“Why?”

“So I am not to know anything about you?”

She faced him a long moment, and, despite all his curiosity, he could not divine what was passing behind her eyes.

“Wonder if I shall ever see into those eyes?” he said, wandering from his question. His gaze rested a moment on the sensitive nostrils and the delicate mouth with its poised upper lip; and, suddenly, he said, as though noticing it for the first time:

“You can be beautiful when you want to—why don’t you?” Then he laughed and said in a lighter tone, “Inga, if I were ten years younger, I’d be madly in love with those eyes of yours.”

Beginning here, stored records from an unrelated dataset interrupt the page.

//! # Fixed-item containers
//!
//! `capacity × item_len` bytes, no header. Item `i` lives at `item_offset(i)`:
//!
//! - [`ArrayCodec`]: `i * item_len`, for any fixed-size item.
//! - [`TypedArrayCodec`]: `i << log2(width)`, for numeric scalars.
//!
//! Encoding more items than the capacity truncates. Encoding fewer zero-pads the rest.

use crate::codec::{CodecRef, Encoding};
use crate::scalar::{read_number, write_number};
use std::cmp;
use std::ops::Range;
use tessera_types::{Datum, ScalarKind};

/// The access contract shared by containers of fixed-size items.
pub trait FixedItems {
    fn item(&self) -> &CodecRef;
    fn capacity(&self) -> usize;
    fn item_len(&self) -> usize;

    fn item_offset(&self, index: usize) -> usize {
        index * self.item_len()
    }

    /// The number of whole items `bytes` holds, up to the capacity.
    fn count(&self, bytes: &[u8]) -> usize {
        match self.item_len() {
            0 => self.capacity(),
            item_len => cmp::min(self.capacity(), bytes.len() / item_len),
        }
    }

    fn item_range(&self, bytes: &[u8], index: usize) -> Option<Range<usize>> {
        if index >= self.count(bytes) {
            return None;
        }
        let start = self.item_offset(index);
        Some(start..start + self.item_len())
    }

    /// Compares raw bytes, so no candidate is ever decoded.
    fn index_of(&self, bytes: &[u8], dat: &Datum, from: usize) -> Option<usize> {
        let mut needle = vec![0u8; self.item_len()];
        self.item().encode(dat, &mut needle);
        (from..self.count(bytes)).find(|i| {
            let start = self.item_offset(*i);
            bytes[start..start + needle.len()] == needle[..]
        })
    }

    fn decode_items(&self, bytes: &[u8]) -> Vec<Datum> {
        (0..self.count(bytes))
            .filter_map(|i| self.item_range(bytes, i))
            .map(|range| self.item().decode(&bytes[range]))
            .collect()
    }
}

#[derive(Debug)]
pub struct ArrayCodec {
    item: CodecRef,
    item_len: usize,
    len: usize,
}

impl ArrayCodec {
    /// @arg `item` must have a fixed length.
    pub fn new(item: CodecRef, item_len: usize, len: usize) -> Self {
        Self {
            item,
            item_len,
            len,
        }
    }

    pub fn byte_len(&self) -> usize {
        self.len * self.item_len
    }

    pub fn write_template(&self, bytes: &mut [u8]) {
        let count = self.count(bytes);
        for i in 0..count {
            let start = self.item_offset(i);
            self.item.write_template(&mut bytes[start..start + self.item_len]);
        }
    }

    pub fn encode_into(&self, dat: &Datum, bytes: &mut [u8], amend: bool) -> usize {
        let region_len = cmp::min(self.byte_len(), bytes.len());
        let region = &mut bytes[..region_len];
        if !amend {
            region.fill(0);
        }

        let items = dat.as_list().unwrap_or_default();
        let count = self.count(region);
        for (i, item) in items.iter().take(count).enumerate() {
            if item.is_null() {
                continue;
            }
            let start = self.item_offset(i);
            let slot = &mut region[start..start + self.item_len];
            if amend {
                self.item.encode_amend(item, slot);
            } else {
                self.item.encode(item, slot);
            }
        }
        region_len
    }
}

impl FixedItems for ArrayCodec {
    fn item(&self) -> &CodecRef {
        &self.item
    }
    fn capacity(&self) -> usize {
        self.len
    }
    fn item_len(&self) -> usize {
        self.item_len
    }
}

impl Encoding for ArrayCodec {
    fn fixed_len(&self) -> Option<usize> {
        Some(self.byte_len())
    }
    fn encoded_len(&self, _dat: &Datum) -> usize {
        self.byte_len()
    }
    fn decode(&self, bytes: &[u8]) -> Datum {
        Datum::List(self.decode_items(bytes))
    }
    fn encode(&self, dat: &Datum, bytes: &mut [u8]) -> usize {
        self.encode_into(dat, bytes, false)
    }
}

#[derive(Debug)]
pub struct TypedArrayCodec {
    item: CodecRef,
    kind: ScalarKind,
    len: usize,
}

impl TypedArrayCodec {
    /// @arg `item` must be the scalar codec of `kind`.
    pub fn new(item: CodecRef, kind: ScalarKind, len: usize) -> Self {
        Self { item, kind, len }
    }

    pub fn kind(&self) -> ScalarKind {
        self.kind
    }

    fn byte_len(&self) -> usize {
        self.len << self.kind.shift()
    }
}

impl FixedItems for TypedArrayCodec {
    fn item(&self) -> &CodecRef {
        &self.item
    }
    fn capacity(&self) -> usize {
        self.len
    }
    fn item_len(&self) -> usize {
        self.kind.width()
    }
    fn item_offset(&self, index: usize) -> usize {
        index << self.kind.shift()
    }
    fn decode_items(&self, bytes: &[u8]) -> Vec<Datum> {
        (0..self.count(bytes))
            .map(|i| read_number(self.kind, &bytes[self.item_offset(i)..]))
            .collect()
    }
}

impl Encoding for TypedArrayCodec {
    fn fixed_len(&self) -> Option<usize> {
        Some(self.byte_len())
    }
    fn encoded_len(&self, _dat: &Datum) -> usize {
        self.byte_len()
    }
    fn decode(&self, bytes: &[u8]) -> Datum {
        Datum::List(self.decode_items(bytes))
    }
    fn encode(&self, dat: &Datum, bytes: &mut [u8]) -> usize {
        let region_len = cmp::min(self.byte_len(), bytes.len());
        let region = &mut bytes[..region_len];
        region.fill(0);

        let items = dat.as_list().unwrap_or_default();
        let count = self.count(region);
        let width = self.kind.width();
        for (i, item) in items.iter().take(count).enumerate() {
            let start = self.item_offset(i);
            write_number(self.kind, item, &mut region[start..start + width]);
        }
        region_len
    }
}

“Would that help?” she said, her eyes filling with a sudden compassionate gentleness.

This frank question threw him into a turmoil. He seemed suddenly recalled to himself—to the imminence of some crisis dominating his freedom of decision. He went from her brusquely, turning about the studio with restless, nervous step, snapping his fingers with quick, irritated gesture, until, as she waited, he came as suddenly back and seized her in his big hands.

“Inga, whatever you do, don’t get to caring for me—do you hear?” he said vehemently, with the stricken intensity of his disordered moods. Then each seemed struck with the strangeness and the significance of what they had been saying. He repeated: “Do you hear—do you understand—not that!”

She looked at him, yet across her eyes, as across her soul, the same misty curtain seemed to intervene. Then she shrugged her shoulders, as much as to lay the decision on the lap of fate.

“It will only bring you suffering,” he said roughly, almost angrily.